(Saved data entries)
//! Content normalization: raw gallery HTML into canonical records.
//!
//! Pure functions, no I/O. Listing pages yield lightweight stubs, view pages
//! yield full [`Post`] records. Comments arrive flat with parent references
//! and are rebuilt into a tree in one indexed pass; a reply whose parent has
//! not appeared earlier in document order (including any would-be cycle) is
//! attached as a root instead.

use scraper::{ElementRef, Html, Selector};

use crate::types::{Comment, PipelineError, Post};

/// Listing-row summary; the detail fetch fills in the rest.
#[derive(Clone, Debug)]
pub struct PostStub {
    pub id: String,
    pub title: String,
    pub author: String,
    pub published_at: String,
    pub view_count: u64,
}

// Selectors are static strings validated by the test suite; a parse failure
// here is a programming error, not bad input.
fn sel(css: &'static str) -> Selector {
    Selector::parse(css).expect("static selector")
}

fn text_of(el: ElementRef<'_>) -> String {
    el.text().collect::<String>().trim().to_string()
}

fn parse_count(raw: &str) -> u64 {
    raw.replace(',', "")
        .replace("조회", "")
        .trim()
        .parse()
        .unwrap_or(0)
}

/// Extracts post stubs from a gallery listing page.
///
/// Notice rows, ads, and rows with non-numeric ids are skipped silently;
/// a page with no recognizable listing table is `MalformedContent`.
pub fn parse_post_list(html: &str) -> Result<Vec<PostStub>, PipelineError> {
    let doc = Html::parse_document(html);
    let row_sel = sel("tr.ub-content");
    let id_sel = sel("td.gall_num");
    let title_sel = sel("td.gall_tit > a");
    let author_sel = sel("td.gall_writer");
    let date_sel = sel("td.gall_date");
    let views_sel = sel("td.gall_count");

    let mut stubs = Vec::new();
    let mut saw_rows = false;

    for row in doc.select(&row_sel) {
        saw_rows = true;

        let Some(id_el) = row.select(&id_sel).next() else {
            continue;
        };
        let Some(title_el) = row.select(&title_sel).next() else {
            continue;
        };

        let id = text_of(id_el);
        // Sticky/notice rows carry non-numeric markers in the id column.
        if id.is_empty() || !id.chars().all(|c| c.is_ascii_digit()) {
            continue;
        }

        let published_at = row
            .select(&date_sel)
            .next()
            .map(|el| {
                el.value()
                    .attr("title")
                    .map(str::to_string)
                    .unwrap_or_else(|| text_of(el))
            })
            .unwrap_or_default();

        stubs.push(PostStub {
            id,
            title: text_of(title_el),
            author: row
                .select(&author_sel)
                .next()
                .map(text_of)
                .unwrap_or_else(|| "익명".to_string()),
            published_at,
            view_count: row
                .select(&views_sel)
                .next()
                .map(|el| parse_count(&text_of(el)))
                .unwrap_or(0),
        });
    }

    if !saw_rows {
        return Err(PipelineError::MalformedContent(
            "no listing rows found".into(),
        ));
    }
    Ok(stubs)
}

/// Normalizes a post view page into a full [`Post`].
///
/// Title, body, and id are required; their absence is `MalformedContent`
/// and the caller drops the page without retrying.
pub fn parse_post_detail(
    html: &str,
    gallery_id: &str,
    post_id: &str,
    source_url: &str,
) -> Result<Post, PipelineError> {
    if post_id.is_empty() {
        return Err(PipelineError::MalformedContent("post id missing".into()));
    }

    let doc = Html::parse_document(html);

    let title = doc
        .select(&sel("span.title_subject"))
        .next()
        .map(text_of)
        .unwrap_or_default();
    if title.is_empty() {
        return Err(PipelineError::MalformedContent(format!(
            "post {post_id}: title missing"
        )));
    }

    let body = doc
        .select(&sel("div.write_div"))
        .next()
        .map(|el| {
            el.text()
                .map(str::trim)
                .filter(|t| !t.is_empty())
                .collect::<Vec<_>>()
                .join("\n")
        })
        .unwrap_or_default();
    if body.is_empty() {
        return Err(PipelineError::MalformedContent(format!(
            "post {post_id}: body missing"
        )));
    }

    let author = doc
        .select(&sel("div.fl > span.gall_writer"))
        .next()
        .and_then(|el| el.value().attr("data-nick"))
        .unwrap_or("익명")
        .to_string();

    let published_at = doc
        .select(&sel("span.gall_date"))
        .next()
        .map(|el| {
            el.value()
                .attr("title")
                .map(str::to_string)
                .unwrap_or_else(|| text_of(el))
        })
        .unwrap_or_default();

    let view_count = doc
        .select(&sel("span.gall_count"))
        .next()
        .map(|el| parse_count(&text_of(el)))
        .unwrap_or(0);

    let upvote_count = doc
        .select(&sel("p.up_num"))
        .next()
        .map(|el| parse_count(&text_of(el)))
        .unwrap_or(0);

    Ok(Post {
        id: post_id.to_string(),
        gallery_id: gallery_id.to_string(),
        title,
        body,
        author,
        published_at,
        view_count,
        upvote_count,
        source_url: source_url.to_string(),
        comments: parse_comments(&doc),
    })
}

struct RawComment {
    id: String,
    parent: String,
    comment: Comment,
}

/// Parses the flat comment list and rebuilds the reply tree.
fn parse_comments(doc: &Html) -> Vec<Comment> {
    let item_sel = sel("li.ub-content[data-no]");
    let nick_sel = sel("span.nick");
    let text_sel = sel("p.usertxt");
    let date_sel = sel("span.date_time");

    let mut order: Vec<RawComment> = Vec::new();
    for el in doc.select(&item_sel) {
        let Some(id) = el.value().attr("data-no") else {
            continue;
        };
        order.push(RawComment {
            id: id.to_string(),
            parent: el.value().attr("data-parent").unwrap_or("").to_string(),
            comment: Comment {
                id: id.to_string(),
                author: el
                    .select(&nick_sel)
                    .next()
                    .map(text_of)
                    .unwrap_or_else(|| "익명".to_string()),
                text: el.select(&text_sel).next().map(text_of).unwrap_or_default(),
                published_at: el.select(&date_sel).next().map(text_of).unwrap_or_default(),
                replies: Vec::new(),
            },
        });
    }
    assemble_tree(order)
}

/// One indexed pass over the arena. A comment is a reply only when its parent
/// appeared strictly earlier in document order and is not itself; anything
/// else (missing parent, self-reference, forward/back edge that would form a
/// cycle) becomes a root. Assembly walks the order in reverse so children are
/// always built before their parent, without recursion.
fn assemble_tree(order: Vec<RawComment>) -> Vec<Comment> {
    use std::collections::{HashMap, HashSet};

    let mut seen: HashSet<&str> = HashSet::new();
    let mut children: HashMap<String, Vec<String>> = HashMap::new();
    let mut roots: Vec<String> = Vec::new();

    for raw in &order {
        let valid_parent =
            !raw.parent.is_empty() && raw.parent != raw.id && seen.contains(raw.parent.as_str());
        if valid_parent {
            children
                .entry(raw.parent.clone())
                .or_default()
                .push(raw.id.clone());
        } else {
            roots.push(raw.id.clone());
        }
        seen.insert(raw.id.as_str());
    }

    let ids: Vec<String> = order.iter().map(|r| r.id.clone()).collect();
    let mut built: HashMap<String, Comment> =
        order.into_iter().map(|r| (r.id, r.comment)).collect();

    for id in ids.iter().rev() {
        if let Some(kids) = children.remove(id) {
            let replies: Vec<Comment> = kids.iter().filter_map(|k| built.remove(k)).collect();
            if let Some(node) = built.get_mut(id) {
                node.replies = replies;
            }
        }
    }

    roots.iter().filter_map(|r| built.remove(r)).collect()
}

#[cfg(test)]
mod tests {
    use super::*;

    pub(crate) fn listing_fixture() -> String {
        r#"<table>
            <tr class="ub-content">
                <td class="gall_num">공지</td>
                <td class="gall_tit"><a href="/board/view/?id=g&no=1">공지사항</a></td>
            </tr>
            <tr class="ub-content">
                <td class="gall_num">101</td>
                <td class="gall_tit"><a href="/board/view/?id=g&no=101">첫 번째 글</a></td>
                <td class="gall_writer">작성자1</td>
                <td class="gall_date" title="2025-06-01 10:00:00">06.01</td>
                <td class="gall_count">1,234</td>
            </tr>
            <tr class="ub-content">
                <td class="gall_num">102</td>
                <td class="gall_tit"><a href="/board/view/?id=g&no=102">두 번째 글</a></td>
                <td class="gall_writer">작성자2</td>
                <td class="gall_date" title="2025-06-02 11:00:00">06.02</td>
                <td class="gall_count">56</td>
            </tr>
        </table>"#
            .to_string()
    }

    #[test]
    fn listing_skips_notices_and_parses_stubs() {
        let stubs = parse_post_list(&listing_fixture()).unwrap();
        assert_eq!(stubs.len(), 2);
        assert_eq!(stubs[0].id, "101");
        assert_eq!(stubs[0].view_count, 1234);
        assert_eq!(stubs[0].published_at, "2025-06-01 10:00:00");
        assert_eq!(stubs[1].title, "두 번째 글");
    }

    #[test]
    fn empty_page_is_malformed() {
        let result = parse_post_list("<html><body><p>nothing</p></body></html>");
        assert!(matches!(result, Err(PipelineError::MalformedContent(_))));
    }

    fn detail_fixture(comments: &str) -> String {
        format!(
            r#"<html><body>
                <span class="title_subject">엘든링 메타 정리</span>
                <div class="fl"><span class="gall_writer" data-nick="고인물"></span></div>
                <span class="gall_date" title="2025-06-01 12:00:00">06.01</span>
                <span class="gall_count">조회 987</span>
                <p class="up_num">42</p>
                <div class="write_div"><p>현재 메타는 출혈 위주.</p><p>패치로 바뀔 수 있음.</p></div>
                <ul>{comments}</ul>
            </body></html>"#
        )
    }

    #[test]
    fn detail_parses_required_and_optional_fields() {
        let html = detail_fixture("");
        let post = parse_post_detail(&html, "eldenring", "555", "https://g/555").unwrap();
        assert_eq!(post.title, "엘든링 메타 정리");
        assert_eq!(post.author, "고인물");
        assert_eq!(post.view_count, 987);
        assert_eq!(post.upvote_count, 42);
        assert!(post.body.contains("출혈"));
        assert!(post.comments.is_empty());
    }

    #[test]
    fn missing_title_or_body_is_malformed() {
        let no_body = r#"<html><span class="title_subject">제목</span></html>"#;
        assert!(matches!(
            parse_post_detail(no_body, "g", "1", "u"),
            Err(PipelineError::MalformedContent(_))
        ));
        let no_title = r#"<html><div class="write_div">본문</div></html>"#;
        assert!(matches!(
            parse_post_detail(no_title, "g", "1", "u"),
            Err(PipelineError::MalformedContent(_))
        ));
    }

    #[test]
    fn comment_tree_nests_replies_in_site_order() {
        let comments = r#"
            <li class="ub-content" data-no="c1" data-parent="">
                <span class="nick">닉1</span><p class="usertxt">본댓글</p>
                <span class="date_time">06.01 12:10</span>
            </li>
            <li class="ub-content" data-no="c2" data-parent="c1">
                <span class="nick">닉2</span><p class="usertxt">대댓글</p>
                <span class="date_time">06.01 12:11</span>
            </li>
            <li class="ub-content" data-no="c3" data-parent="">
                <span class="nick">닉3</span><p class="usertxt">다른 댓글</p>
                <span class="date_time">06.01 12:12</span>
            </li>"#;
        let html = detail_fixture(comments);
        let post = parse_post_detail(&html, "g", "9", "u").unwrap();
        assert_eq!(post.comments.len(), 2);
        assert_eq!(post.comments[0].id, "c1");
        assert_eq!(post.comments[0].replies.len(), 1);
        assert_eq!(post.comments[0].replies[0].text, "대댓글");
        assert_eq!(post.comments[1].id, "c3");
    }

    #[test]
    fn cycle_and_orphan_edges_become_roots() {
        // c1 points at c2 which appears later (a back-edge once c2 points at
        // c1 again), c9's parent never exists, c5 references itself.
        let comments = r#"
            <li class="ub-content" data-no="c1" data-parent="c2"><p class="usertxt">a</p></li>
            <li class="ub-content" data-no="c2" data-parent="c1"><p class="usertxt">b</p></li>
            <li class="ub-content" data-no="c9" data-parent="ghost"><p class="usertxt">c</p></li>
            <li class="ub-content" data-no="c5" data-parent="c5"><p class="usertxt">d</p></li>"#;
        let html = detail_fixture(comments);
        let post = parse_post_detail(&html, "g", "9", "u").unwrap();
        // c1 (forward edge), c9 (orphan), c5 (self) are roots; c2 nests under c1.
        assert_eq!(post.comments.len(), 3);
        let c1 = post.comments.iter().find(|c| c.id == "c1").unwrap();
        assert_eq!(c1.replies.len(), 1);
        assert_eq!(c1.replies[0].id, "c2");
    }
}
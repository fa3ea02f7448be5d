pub mod cache;
pub mod controller;
pub mod geometry;
pub mod navigation;
pub mod page;
pub mod session;
pub mod state;
pub mod transition;

pub use controller::ViewerController;
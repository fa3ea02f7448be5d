mod app;
mod config;
mod decode_queue;
mod image_loader;
mod models;
mod scanner;
mod ui;
mod viewer;

#[cfg(test)]
mod test_support;

use app::PictorApp;

fn main() {
    // Prefer C numeric locale up-front; GTK may later adjust locale again.
    std::env::set_var("LC_NUMERIC", "C");
    unsafe {
        libc::setlocale(libc::LC_NUMERIC, b"C\0".as_ptr().cast());
    }

    tracing_subscriber::fmt()
        .with_env_filter(
            tracing_subscriber::EnvFilter::from_default_env()
                .add_directive("pictor=info".parse().unwrap()),
        )
        .init();

    let app = PictorApp::new();
    std::process::exit(app.run());
}
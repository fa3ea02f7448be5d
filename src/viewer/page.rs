//! A single item's page inside the viewer's pager.

use std::cell::RefCell;
use std::rc::Rc;

use gtk4::prelude::*;
use gtk4::subclass::prelude::*;
use gtk4::{glib, ContentFit, GestureClick, Overflow, Picture};
use tracing::trace;

use crate::models::ViewerItem;

use super::cache::BindPage;

mod imp {
    use super::*;

    #[derive(Default)]
    pub struct ItemPageInner {
        pub picture: RefCell<Option<Picture>>,
        pub item_id: RefCell<Option<String>>,
        pub on_tap: RefCell<Option<Rc<dyn Fn()>>>,
    }

    #[glib::object_subclass]
    impl ObjectSubclass for ItemPageInner {
        const NAME: &'static str = "PictorItemPage";
        type Type = super::ItemPage;
        type ParentType = glib::Object;
    }

    impl ObjectImpl for ItemPageInner {}
}

glib::wrapper! {
    pub struct ItemPage(ObjectSubclass<imp::ItemPageInner>);
}

impl ItemPage {
    pub fn new() -> Self {
        let obj: Self = glib::Object::builder().build();

        let picture = Picture::new();
        picture.set_content_fit(ContentFit::Contain);
        picture.set_overflow(Overflow::Hidden);
        picture.set_hexpand(true);
        picture.set_vexpand(true);
        picture.add_css_class("viewer-page");

        // Single tap dismisses the viewer; the controller decides.
        let click = GestureClick::new();
        click.set_button(1);
        let page_weak = obj.downgrade();
        click.connect_released(move |_, n_press, _, _| {
            if n_press != 1 {
                return;
            }
            if let Some(page) = page_weak.upgrade() {
                page.emit_tap();
            }
        });
        picture.add_controller(click);

        *obj.imp().picture.borrow_mut() = Some(picture);
        obj
    }

    pub fn widget(&self) -> Picture {
        self.imp()
            .picture
            .borrow()
            .clone()
            .expect("page widget built in new()")
    }

    pub fn item_id(&self) -> Option<String> {
        self.imp().item_id.borrow().clone()
    }

    pub fn connect_tap<F: Fn() + 'static>(&self, f: F) {
        *self.imp().on_tap.borrow_mut() = Some(Rc::new(f));
    }

    fn emit_tap(&self) {
        let cb = self.imp().on_tap.borrow().clone();
        if let Some(cb) = cb {
            cb();
        }
    }
}

impl Default for ItemPage {
    fn default() -> Self {
        Self::new()
    }
}

impl BindPage for ItemPage {
    fn bind(&self, item: &Rc<dyn ViewerItem>) {
        let imp = self.imp();
        *imp.item_id.borrow_mut() = Some(item.id().to_owned());

        let picture = imp.picture.borrow();
        let Some(picture) = picture.as_ref() else {
            return;
        };
        match item.image() {
            Some(image) => picture.set_paintable(Some(&image.texture)),
            None => {
                trace!(id = item.id(), "page bound without an image");
                picture.set_paintable(gdk4::Paintable::NONE);
            }
        }
    }
}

Work to complete
Among the lines of the data above, find those with the word "seen" and show them.

Answer area
    let mut seen: HashSet<&str> = HashSet::new();
            !raw.parent.is_empty() && raw.parent != raw.id && seen.contains(raw.parent.as_str());
        seen.insert(raw.id.as_str());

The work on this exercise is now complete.